Thiratoscirtus yorubanus

Scientific classification
- Kingdom: Animalia
- Phylum: Arthropoda
- Subphylum: Chelicerata
- Class: Arachnida
- Order: Araneae
- Infraorder: Araneomorphae
- Family: Salticidae
- Genus: Thiratoscirtus
- Species: T. yorubanus
- Binomial name: Thiratoscirtus yorubanus Wesołowska & Russell-Smith, 2011

= Thiratoscirtus yorubanus =

- Authority: Wesołowska & Russell-Smith, 2011

Species of spider

Thiratoscirtus yorubanus is a species of jumping spider in the genus Thiratoscirtus that lives in Nigeria. The species was first described in 2011 by Wanda Wesołowska and Russell-Smith. The holotype was found at an altitude of 1900 m above sea level. on Obudu Plateau, Cross River State. Only the female has been described. It is a medium-sized spider, with a cephalothorax that is typically 3.7 mm long and an abdomen that is 3.5 mm in length, both oval in shape. The mouthparts include large chelicerae and a short fang. Its copulatory organs are unusual, including the presence of a lobe that is shaped like the head of an axe on the palpal bulb and two protrusions on the palpal tibia, or tibial apophyses.

==Taxonomy==
Thiratoscirtus yorubanus is a species of jumping spider that was first described by Wanda Wesołowska and Russell-Smith in 2011. They allocated the spider to the genus Thiratoscirtus, first circumscribed in 1909 by Eugène Simon. The genus is very diverse and contains many monophyletic groups.

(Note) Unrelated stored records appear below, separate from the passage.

#[async_trait]
impl StoreAdapter for StoreAdapterSqlite {
	// Repositories
	//**************
	async fn list_active_repositories(&self) -> SwResult<Vec<Repository>> {
		repository::list_active(&self.dbr).await
	}

	async fn find_repository(&self, id: &str) -> SwResult<Repository> {
		repository::find(&self.dbr, id).await
	}

	async fn create_repository(&self, data: CreateRepository<'_>) -> SwResult<Repository> {
		let repo = repository::create(&self.db, data).await?;
		self.subs.emit(Collection::Repositories, ChangeKind::Create, &repo.id, None);
		Ok(repo)
	}

	// Releases
	//**********
	async fn list_releases(&self, repository_id: &str) -> SwResult<Vec<Release>> {
		release::list(&self.dbr, repository_id).await
	}

	async fn find_release(&self, id: &str) -> SwResult<Release> {
		release::find(&self.dbr, id).await
	}

	async fn insert_release(&self, data: InsertRelease<'_>) -> SwResult<Release> {
		let row = release::insert(&self.db, data).await?;
		self.subs.emit(Collection::Releases, ChangeKind::Create, &row.id, None);
		Ok(row)
	}

	// Services
	//**********
	async fn find_service(&self, id: &str) -> SwResult<Service> {
		service::find(&self.dbr, id).await
	}

	async fn list_services(&self) -> SwResult<Vec<Service>> {
		service::list(&self.dbr).await
	}

	async fn list_running_services(&self) -> SwResult<Vec<Service>> {
		service::list_running(&self.dbr).await
	}

	async fn find_running_service(&self, id: &str) -> SwResult<ServiceEndpoint> {
		service::find_running(&self.dbr, id).await
	}

	async fn create_service(&self, data: CreateService<'_>) -> SwResult<Service> {
		let row = service::create(&self.db, data).await?;
		self.subs.emit(Collection::Services, ChangeKind::Create, &row.id, None);
		Ok(row)
	}

	async fn update_service(&self, id: &str, data: UpdateService<'_>) -> SwResult<Service> {
		let row = service::update(&self.db, id, data).await?;
		self.subs.emit(Collection::Services, ChangeKind::Update, id, None);
		Ok(row)
	}

	async fn mark_service_running(&self, id: &str, ip: &str, port: u16) -> SwResult<()> {
		service::mark_running(&self.db, id, ip, port).await?;
		self.subs.emit(Collection::Services, ChangeKind::Update, id, None);
		Ok(())
	}

	async fn mark_service_stopped(&self, id: &str) -> SwResult<()> {
		service::mark_stopped(&self.db, id).await?;
		self.subs.emit(Collection::Services, ChangeKind::Update, id, None);
		Ok(())
	}

	async fn mark_service_failure(&self, id: &str, message: &str) -> SwResult<()> {
		service::mark_failure(&self.db, id, message).await?;
		self.subs.emit(Collection::Services, ChangeKind::Update, id, None);
		Ok(())
	}

	async fn set_service_install_token(&self, id: &str, token: &str) -> SwResult<()> {
		service::set_install_token(&self.db, id, token).await?;
		self.subs.emit(Collection::Services, ChangeKind::Update, id, None);
		Ok(())
	}

	async fn clean_service_install_token(&self, token: &str) -> SwResult<()> {
		service::clean_install_token(&self.db, token).await
	}

	// Commands
	//**********
	async fn pending_commands(&self) -> SwResult<Vec<ServiceCommand>> {
		command::pending(&self.dbr).await
	}

	async fn enqueue_command(
		&self,
		service_id: &str,
		action: CommandAction,
	) -> SwResult<ServiceCommand> {
		let row = command::enqueue(&self.db, service_id, action).await?;
		self.subs.emit(Collection::ServiceCommands, ChangeKind::Create, &row.id, None);
		Ok(row)
	}

	async fn mark_command_success(&self, id: &str) -> SwResult<()> {
		command::mark_success(&self.db, id).await?;
		self.subs.emit(Collection::ServiceCommands, ChangeKind::Update, id, None);
		Ok(())
	}

	async fn mark_command_error(&self, id: &str, message: &str) -> SwResult<()> {
		command::mark_error(&self.db, id, message).await?;
		self.subs.emit(Collection::ServiceCommands, ChangeKind::Update, id, None);
		Ok(())
	}

	// Domain bindings
	//*****************
	async fn list_https_domains(&self) -> SwResult<Vec<Box<str>>> {
		domain::list_https_domains(&self.dbr).await
	}

	async fn list_domain_bindings(&self) -> SwResult<Vec<DomainBinding>> {
		domain::list(&self.dbr).await
	}

	async fn find_domain_binding(&self, domain: &str) -> SwResult<DomainBinding> {
		domain::find_by_domain(&self.dbr, domain).await
	}

	async fn create_domain_binding(
		&self,
		data: CreateDomainBinding<'_>,
	) -> SwResult<DomainBinding> {
		let row = domain::create(&self.db, data).await?;
		self.subs.emit(
			Collection::Domains,
			ChangeKind::Create,
			&row.id,
			Some(&row.domain),
		);
		Ok(row)
	}

	async fn delete_domain_binding(&self, id: &str) -> SwResult<()> {
		let row = domain::find(&self.dbr, id).await?;
		domain::delete(&self.db, id).await?;
		self.subs.emit(Collection::Domains, ChangeKind::Delete, id, Some(&row.domain));
		Ok(())
	}

	// Proxy entries
	//***************
	async fn find_enabled_proxy_entry(&self, id: &str) -> SwResult<ProxyEntry> {
		proxy_entry::find_enabled(&self.dbr, id).await
	}

	async fn list_proxy_entries(&self) -> SwResult<Vec<ProxyEntry>> {
		proxy_entry::list(&self.dbr).await
	}

	async fn create_proxy_entry(&self, data: CreateProxyEntry<'_>) -> SwResult<ProxyEntry> {
		let row = proxy_entry::create(&self.db, data).await?;
		self.subs.emit(Collection::ProxyEntries, ChangeKind::Create, &row.id, None);
		Ok(row)
	}

	// Certificate requests
	//**********************
	async fn list_cert_requests(&self) -> SwResult<Vec<CertRequest>> {
		cert_request::list(&self.dbr).await
	}

	async fn find_cert_request(&self, id: &str) -> SwResult<CertRequest> {
		cert_request::find(&self.dbr, id).await
	}

	async fn pending_cert_requests(&self) -> SwResult<Vec<CertRequest>> {
		cert_request::pending(&self.dbr).await
	}

	async fn pending_cert_requests_by_domain(&self, domain: &str) -> SwResult<Vec<CertRequest>> {
		cert_request::pending_by_domain(&self.dbr, domain).await
	}

	async fn last_cert_request_by_domain(&self, domain: &str) -> SwResult<Option<CertRequest>> {
		cert_request::last_by_domain(&self.dbr, domain).await
	}

	async fn create_pending_cert_request(
		&self,
		domain: &str,
		attempt: u32,
	) -> SwResult<CertRequest> {
		let row = cert_request::create_pending(&self.db, domain, attempt).await?;
		self.subs.emit(
			Collection::CertRequests,
			ChangeKind::Create,
			&row.id,
			Some(&row.domain),
		);
		Ok(row)
	}

	async fn mark_cert_request_approved(&self, id: &str) -> SwResult<()> {
		cert_request::mark_approved(&self.db, id).await?;
		self.subs.emit(Collection::CertRequests, ChangeKind::Update, id, None);
		Ok(())
	}

	async fn mark_cert_request_failed(&self, id: &str, message: &str) -> SwResult<()> {
		cert_request::mark_failed(&self.db, id, message).await?;
		self.subs.emit(Collection::CertRequests, ChangeKind::Update, id, None);
		Ok(())
	}

	async fn delete_cert_request(&self, id: &str) -> SwResult<()> {
		let row = cert_request::find(&self.dbr, id).await?;
		cert_request::delete(&self.db, id).await?;
		self.subs.emit(Collection::CertRequests, ChangeKind::Delete, id, Some(&row.domain));
		Ok(())
	}

	async fn delete_pending_cert_requests(&self, domain: &str) -> SwResult<()> {
		cert_request::delete_pending(&self.db, domain).await
	}

	// Superusers
	//************
	async fn count_superusers(&self) -> SwResult<i64> {
		superuser::count(&self.dbr).await
	}

	async fn create_superuser_with_user(&self, email: &str, password: &str) -> SwResult<()> {
		superuser::create_with_user(&self.db, email, password).await
	}

	async fn check_superuser_password(&self, email: &str, password: &str) -> SwResult<bool> {
		superuser::check_password(&self.dbr, email, password).await
	}

	// Subscriptions
	//***************
	fn subscribe(&self, collection: Collection, kind: ChangeKind, callback: ChangeCallback) {
		self.subs.add(collection, kind, callback);
	}
}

Thiratoscirtus is a member of the subtribe Thiratoscirtina in the tribe Aelurillini. The genus is closely related to Nimbarus. In 2012, Mellissa Bodner and Maddison proposed a subfamily Thiratoscirtinae for the genus and its related genera. This overlapped with a group of genera named Thiratoscirtines after the genus, created by Jerzy Prószyński in 2017. Phylogenetic analysis has shown that the genus is related to the genera Alfenus, Bacelarella, Longarenus and Malloneta. It is likely to have diverged between 16.3 and 18.7 million years ago. Wayne Maddison allocated the tribe to the subclade Simonida in the clade Saltafresia in the clade Salticoida. The species is named after the Yoruba people of Nigeria who live in the area where it was first found.

==Description==
Thiratoscirtus yorubanus is a medium-sized spider with unique physical features. The spider's body is divided into two main parts: a cephalothorax and an abdomen, both which are ovals of a similar size. Males of this species have a cephalothorax measuring typically 3.7 mm in length and 2.6 mm in width. The hard upper part of the cephalothorax, or carapace, is a moderately high oval. It is generally brown with a covering of short brown hairs. It has a pronounced depression in the centre of the carapace, or fovea, that is lighter while the edges are darker and have a coat of light grey hairs. The spider's eye field is black with a metallic tint with whitish-grey hairs forming a thin line around its edges.

The spider's face, known as the clypeus, is brown with a scattering of white hairs. The mouthparts include very large chelicerae, with a short fang that has a wide base and a single tooth, labium and maxillae that are characterised by two wing-shaped blobs. Its abdomen is an oval that is typically 3.5 mm in length and 2.5 mm in width. The upper part is dark with a covering of short thin hairs and scattering of long bristles. There is a mosaic of dark patches on its surface and a vague lighter streak down the middle. The lower part is yellowish and marked by a wide dark band. The spider's legs are generally brown with brown hairs and spines. The front two pairs of legs are longer than the others.

The spider has distinctive copulatory organs. The male has light brown pedipalps, sensory organs near the mouth, and a clump of brown hairs in the palpal tibia. The tibia has two protrusions, or tibial apophyses. The first apophysis, nearer the hairs, is shorter and curved. The second is longer and straighter. The palpal bulb is unusual being rounded with a curved top that looks a lot like an inverted comma and a distinctive lobe that is shaped like the head of an axe. A long thin embolus is attached to its top that curves around and then away from the bulb. It resembles the related Thiratoscirtus patagonicus, but differs in the shape of the tibial apophyses and the base of the embolus. The male has not been described.

==Distribution==
Thiratoscirtus spiders generally live in Africa and are particularly common in the forests of Central and West Africa. Thiratoscirtus yorubanus is endemic to Nigeria. The holotype was found on Obudu Plateau, Cross River State, in 1974 at an altitude of 1900 m above sea level.